DATA FOR THE TASK:
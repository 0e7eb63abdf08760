// src/record_db.rs
//
// SQLite-backed record store.
//
// rusqlite::Connection is !Sync, so it sits behind a Mutex and every call
// runs on the blocking pool to keep the async pipeline responsive.

use async_trait::async_trait;
use chrono::{DateTime, SecondsFormat, Utc};
use rusqlite::{params, params_from_iter, Connection};
use std::path::Path;
use std::sync::{Arc, Mutex};

use crate::error::StoreError;
use crate::record::{NewRecord, SpeedRecord};
use crate::record_store::{round2, RecordOrder, RecordStore, SessionStats, Statistics};

// session_id defaults to 0 for rows written without one.
const SCHEMA_SQL: &str = "
CREATE TABLE IF NOT EXISTS speed_records (
    id INTEGER PRIMARY KEY AUTOINCREMENT,
    session_id INTEGER DEFAULT 0,
    object_no INTEGER NOT NULL,
    speed REAL NOT NULL,
    date TEXT NOT NULL,
    time TEXT NOT NULL,
    recorded_at TEXT NOT NULL
);

CREATE INDEX IF NOT EXISTS idx_speed_records_recorded_at ON speed_records (recorded_at);
";

const SELECT_COLUMNS: &str = "id, session_id, object_no, speed, date, time, recorded_at";

/// Record store over a single SQLite connection.
#[derive(Clone)]
pub struct SqliteRecordStore {
    conn: Arc<Mutex<Connection>>,
}

impl SqliteRecordStore {
    /// Open (creating if needed) the database file at `db_path`.
    pub fn open(db_path: &Path) -> Result<Self, StoreError> {
        if let Some(parent) = db_path.parent() {
            if !parent.as_os_str().is_empty() {
                std::fs::create_dir_all(parent)?;
            }
        }

        let conn = Connection::open(db_path)?;

        // WAL mode so CLI reads don't block the running service
        conn.execute_batch("PRAGMA journal_mode=WAL;")?;
        // Synchronous NORMAL is safe with WAL and faster than FULL
        conn.execute_batch("PRAGMA synchronous=NORMAL;")?;
        conn.execute_batch("PRAGMA busy_timeout=5000;")?;

        let store = Self::with_connection(conn)?;
        tlog!("[store] Opened {:?}", db_path);
        Ok(store)
    }

    /// Private in-memory database, used by tests and dry runs.
    pub fn open_in_memory() -> Result<Self, StoreError> {
        Self::with_connection(Connection::open_in_memory()?)
    }

    fn with_connection(conn: Connection) -> Result<Self, StoreError> {
        conn.execute_batch(SCHEMA_SQL)?;
        Ok(SqliteRecordStore {
            conn: Arc::new(Mutex::new(conn)),
        })
    }

    /// Run `f` against the connection on the blocking pool.
    async fn run<T, F>(&self, f: F) -> Result<T, StoreError>
    where
        T: Send + 'static,
        F: FnOnce(&mut Connection) -> Result<T, StoreError> + Send + 'static,
    {
        let conn = self.conn.clone();
        tokio::task::spawn_blocking(move || {
            let mut guard = conn
                .lock()
                .map_err(|e| StoreError::Unavailable(format!("connection mutex poisoned: {}", e)))?;
            f(&mut guard)
        })
        .await
        .map_err(|e| StoreError::Unavailable(format!("store task failed: {}", e)))?
    }
}

fn format_instant(at: &DateTime<Utc>) -> String {
    // Fixed width so the text column sorts chronologically
    at.to_rfc3339_opts(SecondsFormat::Micros, true)
}

fn row_to_record(row: &rusqlite::Row) -> rusqlite::Result<SpeedRecord> {
    let session_id: Option<i64> = row.get("session_id")?;
    let recorded_at: String = row.get("recorded_at")?;
    let recorded_at = DateTime::parse_from_rfc3339(&recorded_at)
        .map_err(|e| {
            rusqlite::Error::FromSqlConversionFailure(6, rusqlite::types::Type::Text, Box::new(e))
        })?
        .with_timezone(&Utc);

    Ok(SpeedRecord {
        id: row.get("id")?,
        session_id: session_id.unwrap_or(0),
        object_no: row.get("object_no")?,
        speed: row.get("speed")?,
        date: row.get("date")?,
        time: row.get("time")?,
        recorded_at,
    })
}

#[async_trait]
impl RecordStore for SqliteRecordStore {
    async fn append(&self, record: &NewRecord) -> Result<SpeedRecord, StoreError> {
        let record = record.clone();
        self.run(move |conn| {
            conn.prepare_cached(
                "INSERT INTO speed_records (session_id, object_no, speed, date, time, recorded_at)
                 VALUES (?1, ?2, ?3, ?4, ?5, ?6)",
            )?
            .execute(params![
                record.session_id,
                record.object_no,
                record.speed,
                &record.date,
                &record.time,
                format_instant(&record.recorded_at),
            ])?;
            let id = conn.last_insert_rowid();
            Ok(SpeedRecord::from_new(id, &record))
        })
        .await
    }

    async fn query(&self, limit: usize, order: RecordOrder) -> Result<Vec<SpeedRecord>, StoreError> {
        self.run(move |conn| {
            let direction = match order {
                RecordOrder::OldestFirst => "ASC",
                RecordOrder::NewestFirst => "DESC",
            };
            let sql = format!(
                "SELECT {} FROM speed_records ORDER BY id {} LIMIT ?1",
                SELECT_COLUMNS, direction
            );
            let mut stmt = conn.prepare_cached(&sql)?;
            let limit = i64::try_from(limit).unwrap_or(i64::MAX);
            let rows = stmt.query_map(params![limit], row_to_record)?;

            let mut records = Vec::new();
            for row in rows {
                records.push(row?);
            }
            Ok(records)
        })
        .await
    }

    async fn delete_by_id(&self, id: i64) -> Result<usize, StoreError> {
        self.run(move |conn| Ok(conn.execute("DELETE FROM speed_records WHERE id = ?1", params![id])?))
            .await
    }

    async fn delete_by_ids(&self, ids: &[i64]) -> Result<usize, StoreError> {
        if ids.is_empty() {
            return Ok(0);
        }
        let ids = ids.to_vec();
        self.run(move |conn| {
            let placeholders = vec!["?"; ids.len()].join(",");
            let sql = format!("DELETE FROM speed_records WHERE id IN ({})", placeholders);
            Ok(conn.execute(&sql, params_from_iter(ids.iter()))?)
        })
        .await
    }

    async fn delete_older_than(&self, cutoff: DateTime<Utc>) -> Result<usize, StoreError> {
        let cutoff = format_instant(&cutoff);
        self.run(move |conn| {
            Ok(conn.execute(
                "DELETE FROM speed_records WHERE recorded_at < ?1",
                params![cutoff],
            )?)
        })
        .await
    }

    async fn delete_all(&self) -> Result<usize, StoreError> {
        self.run(|conn| Ok(conn.execute("DELETE FROM speed_records", [])?))
            .await
    }

    async fn statistics(&self) -> Result<Statistics, StoreError> {
        self.run(|conn| {
            let (total, avg, max, min): (i64, Option<f64>, Option<f64>, Option<f64>) = conn
                .query_row(
                    "SELECT COUNT(*), AVG(speed), MAX(speed), MIN(speed) FROM speed_records",
                    [],
                    |row| Ok((row.get(0)?, row.get(1)?, row.get(2)?, row.get(3)?)),
                )?;

            let mut stmt = conn.prepare_cached(
                "SELECT COALESCE(session_id, 0) AS sid, COUNT(*), AVG(speed), MAX(speed)
                 FROM speed_records GROUP BY sid ORDER BY sid",
            )?;
            let rows = stmt.query_map([], |row| {
                Ok(SessionStats {
                    session_id: row.get(0)?,
                    count: row.get::<_, i64>(1)? as u64,
                    avg_speed: round2(row.get(2)?),
                    max_speed: round2(row.get(3)?),
                })
            })?;

            let mut sessions = Vec::new();
            for row in rows {
                sessions.push(row?);
            }

            Ok(Statistics {
                total_records: total as u64,
                average_speed: avg.map(round2).unwrap_or(0.0),
                max_speed: max.map(round2).unwrap_or(0.0),
                min_speed: min.map(round2).unwrap_or(0.0),
                sessions,
            })
        })
        .await
    }
}

#[cfg(test)]
mod tests {
    use super::*;
    use chrono::{Duration, Local, TimeZone};

    fn rec(session_id: i64, object_no: i64, speed: f64) -> NewRecord {
        NewRecord::stamped_now(session_id, object_no, speed)
    }

    #[tokio::test]
    async fn test_append_then_query_round_trip() {
        let store = SqliteRecordStore::open_in_memory().unwrap();
        let stored = store.append(&rec(3, 7, 42.5)).await.unwrap();

        let records = store.query(100, RecordOrder::OldestFirst).await.unwrap();
        assert_eq!(records.len(), 1);
        assert_eq!(records[0].id, stored.id);
        assert_eq!(records[0].session_id, 3);
        assert_eq!(records[0].object_no, 7);
        assert_eq!(records[0].speed, 42.5);
        assert_eq!(records[0].date, stored.date);
        assert_eq!(records[0].time, stored.time);
    }

    #[tokio::test]
    async fn test_ids_are_monotonic_and_ordering() {
        let store = SqliteRecordStore::open_in_memory().unwrap();
        let mut ids = Vec::new();
        for i in 0..5 {
            ids.push(store.append(&rec(1, i, i as f64)).await.unwrap().id);
        }
        assert!(ids.windows(2).all(|w| w[0] < w[1]));

        let oldest = store.query(2, RecordOrder::OldestFirst).await.unwrap();
        assert_eq!(oldest.iter().map(|r| r.object_no).collect::<Vec<_>>(), vec![0, 1]);

        let newest = store.query(2, RecordOrder::NewestFirst).await.unwrap();
        assert_eq!(newest.iter().map(|r| r.object_no).collect::<Vec<_>>(), vec![4, 3]);
    }

    #[tokio::test]
    async fn test_ids_not_reused_after_delete() {
        let store = SqliteRecordStore::open_in_memory().unwrap();
        let first = store.append(&rec(1, 1, 1.0)).await.unwrap();
        store.delete_all().await.unwrap();
        let second = store.append(&rec(1, 2, 1.0)).await.unwrap();
        assert!(second.id > first.id);
    }

    #[tokio::test]
    async fn test_delete_variants_report_counts() {
        let store = SqliteRecordStore::open_in_memory().unwrap();
        let mut ids = Vec::new();
        for i in 0..6 {
            ids.push(store.append(&rec(1, i, 10.0)).await.unwrap().id);
        }

        assert_eq!(store.delete_by_id(ids[0]).await.unwrap(), 1);
        assert_eq!(store.delete_by_id(ids[0]).await.unwrap(), 0);
        assert_eq!(store.delete_by_ids(&[ids[1], ids[2], 9999]).await.unwrap(), 2);
        assert_eq!(store.delete_by_ids(&[]).await.unwrap(), 0);
        assert_eq!(store.delete_all().await.unwrap(), 3);
        assert!(store.query(10, RecordOrder::OldestFirst).await.unwrap().is_empty());
    }

    #[tokio::test]
    async fn test_delete_older_than_cutoff() {
        let store = SqliteRecordStore::open_in_memory().unwrap();
        let now = Local::now();
        let old = NewRecord::stamped_at(1, 1, 5.0, now - Duration::days(10));
        let fresh = NewRecord::stamped_at(1, 2, 6.0, now);
        store.append(&old).await.unwrap();
        store.append(&fresh).await.unwrap();

        let cutoff = (now - Duration::days(7)).with_timezone(&Utc);
        assert_eq!(store.delete_older_than(cutoff).await.unwrap(), 1);

        let left = store.query(10, RecordOrder::OldestFirst).await.unwrap();
        assert_eq!(left.len(), 1);
        assert_eq!(left[0].object_no, 2);
    }

    #[tokio::test]
    async fn test_statistics() {
        let store = SqliteRecordStore::open_in_memory().unwrap();
        assert_eq!(store.statistics().await.unwrap(), Statistics::default());

        store.append(&rec(1, 1, 10.0)).await.unwrap();
        store.append(&rec(1, 2, 20.0)).await.unwrap();
        store.append(&rec(2, 1, 33.333)).await.unwrap();

        let stats = store.statistics().await.unwrap();
        assert_eq!(stats.total_records, 3);
        assert_eq!(stats.average_speed, 21.11);
        assert_eq!(stats.max_speed, 33.33);
        assert_eq!(stats.min_speed, 10.0);
        assert_eq!(
            stats.sessions,
            vec![
                SessionStats {
                    session_id: 1,
                    count: 2,
                    avg_speed: 15.0,
                    max_speed: 20.0,
                },
                SessionStats {
                    session_id: 2,
                    count: 1,
                    avg_speed: 33.33,
                    max_speed: 33.33,
                },
            ]
        );
    }

    #[tokio::test]
    async fn test_missing_session_id_reads_as_zero() {
        let store = SqliteRecordStore::open_in_memory().unwrap();
        {
            let conn = store.conn.lock().unwrap();
            conn.execute(
                "INSERT INTO speed_records (session_id, object_no, speed, date, time, recorded_at)
                 VALUES (NULL, 5, 12.0, '01/01/2024', '10:00:00', '2024-01-01T10:00:00.000000Z')",
                [],
            )
            .unwrap();
            let stored: Option<i64> = conn
                .query_row("SELECT session_id FROM speed_records", [], |row| row.get(0))
                .unwrap();
            assert_eq!(stored, None);
        }
        store.append(&rec(0, 6, 14.0)).await.unwrap();

        let records = store.query(10, RecordOrder::OldestFirst).await.unwrap();
        assert_eq!(records[0].session_id, 0);
        assert_eq!(
            records[0].recorded_at,
            Utc.with_ymd_and_hms(2024, 1, 1, 10, 0, 0).unwrap()
        );

        assert_eq!(records[1].session_id, 0);

        // NULL and explicit 0 land in the same session bucket
        let stats = store.statistics().await.unwrap();
        assert_eq!(stats.sessions.len(), 1);
        assert_eq!(stats.sessions[0].session_id, 0);
        assert_eq!(stats.sessions[0].count, 2);
        assert_eq!(stats.sessions[0].max_speed, 14.0);
    }

    #[tokio::test]
    async fn test_file_backed_store_persists() {
        let dir = tempfile::tempdir().unwrap();
        let path = dir.path().join("nested").join("speed.db");
        {
            let store = SqliteRecordStore::open(&path).unwrap();
            store.append(&rec(4, 1, 8.5)).await.unwrap();
        }
        let reopened = SqliteRecordStore::open(&path).unwrap();
        let records = reopened.query(10, RecordOrder::OldestFirst).await.unwrap();
        assert_eq!(records.len(), 1);
        assert_eq!(records[0].speed, 8.5);
    }
}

YOUR INSTRUCTIONS: Whenever the string "stmt" turns up in a line of the data, copy that line.

WORKED SOLUTION:
            let mut stmt = conn.prepare_cached(&sql)?;
            let rows = stmt.query_map(params![limit], row_to_record)?;
            let mut stmt = conn.prepare_cached(
            let rows = stmt.query_map([], |row| {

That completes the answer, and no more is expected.